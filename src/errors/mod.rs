//! Error handling module for the storefront backend.
//!
//! Provides centralized error types with mapping to HTTP status codes and response envelopes.

use axum::{
    http::StatusCode,
    response::{IntoResponse, Response},
    Json,
};
use serde::{Deserialize, Serialize};

/// Error codes as constants to avoid stringly-typed errors.
pub mod codes {
    pub const VALIDATION_ERROR: &str = "VALIDATION_ERROR";
    pub const NOT_FOUND: &str = "NOT_FOUND";
    pub const REPOSITORY_ERROR: &str = "REPOSITORY_ERROR";
    pub const STORAGE_ERROR: &str = "STORAGE_ERROR";
    pub const AUTH_ERROR: &str = "AUTH_ERROR";
    pub const FORBIDDEN: &str = "FORBIDDEN";
    pub const BAD_REQUEST: &str = "BAD_REQUEST";
    pub const CONFIRMATION_REQUIRED: &str = "CONFIRMATION_REQUIRED";
    pub const INTERNAL_ERROR: &str = "INTERNAL_ERROR";
}

/// Message surfaced when a signed-in account lacks admin rights.
pub const ACCESS_DENIED: &str = "Access denied. Admin privileges required.";

/// Application error type.
#[derive(Debug, Clone, PartialEq)]
pub enum AppError {
    /// Missing or invalid field
    Validation(String),
    /// Requested record absent
    NotFound(String),
    /// Table store failure
    Repository(String),
    /// Object store failure
    Storage(String),
    /// Bad credentials or missing session
    Auth(String),
    /// Authenticated but not an administrator
    Forbidden(String),
    /// Destructive action attempted without explicit confirmation
    ConfirmationRequired(String),
    /// Malformed request
    BadRequest(String),
    /// Internal server error
    Internal(String),
}

impl AppError {
    /// Get the HTTP status code for this error.
    pub fn status_code(&self) -> StatusCode {
        match self {
            AppError::Validation(_) => StatusCode::BAD_REQUEST,
            AppError::NotFound(_) => StatusCode::NOT_FOUND,
            AppError::Repository(_) => StatusCode::BAD_GATEWAY,
            AppError::Storage(_) => StatusCode::BAD_GATEWAY,
            AppError::Auth(_) => StatusCode::UNAUTHORIZED,
            AppError::Forbidden(_) => StatusCode::FORBIDDEN,
            AppError::ConfirmationRequired(_) => StatusCode::BAD_REQUEST,
            AppError::BadRequest(_) => StatusCode::BAD_REQUEST,
            AppError::Internal(_) => StatusCode::INTERNAL_SERVER_ERROR,
        }
    }

    /// Get the error code for this error.
    pub fn error_code(&self) -> &'static str {
        match self {
            AppError::Validation(_) => codes::VALIDATION_ERROR,
            AppError::NotFound(_) => codes::NOT_FOUND,
            AppError::Repository(_) => codes::REPOSITORY_ERROR,
            AppError::Storage(_) => codes::STORAGE_ERROR,
            AppError::Auth(_) => codes::AUTH_ERROR,
            AppError::Forbidden(_) => codes::FORBIDDEN,
            AppError::ConfirmationRequired(_) => codes::CONFIRMATION_REQUIRED,
            AppError::BadRequest(_) => codes::BAD_REQUEST,
            AppError::Internal(_) => codes::INTERNAL_ERROR,
        }
    }

    /// Get the error message.
    pub fn message(&self) -> String {
        match self {
            AppError::Validation(msg)
            | AppError::NotFound(msg)
            | AppError::Repository(msg)
            | AppError::Storage(msg)
            | AppError::Auth(msg)
            | AppError::Forbidden(msg)
            | AppError::ConfirmationRequired(msg)
            | AppError::BadRequest(msg)
            | AppError::Internal(msg) => msg.clone(),
        }
    }
}

impl std::fmt::Display for AppError {
    fn fmt(&self, f: &mut std::fmt::Formatter<'_>) -> std::fmt::Result {
        write!(f, "{}: {}", self.error_code(), self.message())
    }
}

impl std::error::Error for AppError {}

impl From<sqlx::Error> for AppError {
    fn from(err: sqlx::Error) -> Self {
        tracing::error!("Database error: {:?}", err);
        AppError::Repository(format!("Database error: {}", err))
    }
}

impl From<std::io::Error> for AppError {
    fn from(err: std::io::Error) -> Self {
        tracing::error!("Storage error: {:?}", err);
        AppError::Storage(format!("Storage error: {}", err))
    }
}

impl From<serde_json::Error> for AppError {
    fn from(err: serde_json::Error) -> Self {
        tracing::error!("JSON error: {:?}", err);
        AppError::BadRequest(format!("JSON error: {}", err))
    }
}

impl From<axum::extract::multipart::MultipartError> for AppError {
    fn from(err: axum::extract::multipart::MultipartError) -> Self {
        AppError::BadRequest(format!("Invalid multipart request: {}", err))
    }
}

impl From<argon2::password_hash::Error> for AppError {
    fn from(err: argon2::password_hash::Error) -> Self {
        tracing::error!("Password hashing error: {:?}", err);
        AppError::Internal(format!("Password hashing error: {}", err))
    }
}

/// Error details in the response envelope.
#[derive(Debug, Serialize, Deserialize)]
pub struct ErrorDetails {
    pub code: String,
    pub message: String,
}

/// Error response envelope.
#[derive(Debug, Serialize, Deserialize)]
pub struct ErrorResponse {
    pub success: bool,
    pub error: ErrorDetails,
}

impl ErrorResponse {
    pub fn new(error: &AppError) -> Self {
        Self {
            success: false,
            error: ErrorDetails {
                code: error.error_code().to_string(),
                message: error.message(),
            },
        }
    }
}

impl IntoResponse for AppError {
    fn into_response(self) -> Response {
        let status = self.status_code();
        let body = ErrorResponse::new(&self);
        (status, Json(body)).into_response()
    }
}
//! Database module for SQLite persistence.
//!
//! SQLite backs both the product table and the account/session tables.

mod accounts;
mod repository;

pub use accounts::*;
pub use repository::*;

use sqlx::sqlite::{SqliteConnectOptions, SqlitePool, SqlitePoolOptions};
use std::path::Path;
use std::str::FromStr;

/// Initialize the database connection pool and run migrations.
pub async fn init_database(db_path: &Path) -> Result<SqlitePool, sqlx::Error> {
    // Ensure the parent directory exists
    if let Some(parent) = db_path.parent() {
        tokio::fs::create_dir_all(parent).await.ok();
    }

    let db_url = format!("sqlite:{}?mode=rwc", db_path.display());

    let options = SqliteConnectOptions::from_str(&db_url)?
        .create_if_missing(true)
        .journal_mode(sqlx::sqlite::SqliteJournalMode::Wal)
        .synchronous(sqlx::sqlite::SqliteSynchronous::Normal)
        .busy_timeout(std::time::Duration::from_secs(30));

    let pool = SqlitePoolOptions::new()
        .max_connections(5)
        .connect_with(options)
        .await?;

    run_migrations(&pool).await?;

    Ok(pool)
}

/// Run database migrations.
async fn run_migrations(pool: &SqlitePool) -> Result<(), sqlx::Error> {
    sqlx::query(
        r#"
        CREATE TABLE IF NOT EXISTS products (
            seq INTEGER PRIMARY KEY AUTOINCREMENT,
            id TEXT NOT NULL UNIQUE,
            title TEXT NOT NULL,
            description TEXT NOT NULL,
            price REAL NOT NULL CHECK (price >= 0),
            currency TEXT NOT NULL DEFAULT 'NGN',
            category TEXT NOT NULL,
            available INTEGER NOT NULL DEFAULT 1,
            link TEXT,
            rating REAL CHECK (rating IS NULL OR (rating >= 0 AND rating <= 5)),
            reviews INTEGER CHECK (reviews IS NULL OR reviews >= 0),
            image_url TEXT,
            created_at TEXT NOT NULL,
            updated_at TEXT NOT NULL
        );
        "#,
    )
    .execute(pool)
    .await?;

    sqlx::query(
        r#"
        CREATE TABLE IF NOT EXISTS users (
            email TEXT PRIMARY KEY,
            password_hash TEXT NOT NULL,
            role TEXT,
            created_at TEXT NOT NULL
        );
        "#,
    )
    .execute(pool)
    .await?;

    sqlx::query(
        r#"
        CREATE TABLE IF NOT EXISTS sessions (
            token TEXT PRIMARY KEY,
            email TEXT NOT NULL REFERENCES users(email) ON DELETE CASCADE,
            created_at TEXT NOT NULL,
            expires_at TEXT NOT NULL
        );
        "#,
    )
    .execute(pool)
    .await?;

    // Create indexes for common queries
    sqlx::query(
        r#"
        CREATE INDEX IF NOT EXISTS idx_products_created_at ON products(created_at);
        CREATE INDEX IF NOT EXISTS idx_products_category ON products(category);
        CREATE INDEX IF NOT EXISTS idx_sessions_email ON sessions(email);
        "#,
    )
    .execute(pool)
    .await?;

    Ok(())
}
○ ○ ○ ○ ○
**Try it:** Retype, exactly as written, everything from the first line of the data above through the line containing "lacks admin rights.". Nothing else should appear.

**Reply:**
filename src/errors/mod.rs
//! Error handling module for the storefront backend.
//!
//! Provides centralized error types with mapping to HTTP status codes and response envelopes.

use axum::{
    http::StatusCode,
    response::{IntoResponse, Response},
    Json,
};
use serde::{Deserialize, Serialize};

/// Error codes as constants to avoid stringly-typed errors.
pub mod codes {
    pub const VALIDATION_ERROR: &str = "VALIDATION_ERROR";
    pub const NOT_FOUND: &str = "NOT_FOUND";
    pub const REPOSITORY_ERROR: &str = "REPOSITORY_ERROR";
    pub const STORAGE_ERROR: &str = "STORAGE_ERROR";
    pub const AUTH_ERROR: &str = "AUTH_ERROR";
    pub const FORBIDDEN: &str = "FORBIDDEN";
    pub const BAD_REQUEST: &str = "BAD_REQUEST";
    pub const CONFIRMATION_REQUIRED: &str = "CONFIRMATION_REQUIRED";
    pub const INTERNAL_ERROR: &str = "INTERNAL_ERROR";
}

/// Message surfaced when a signed-in account lacks admin rights.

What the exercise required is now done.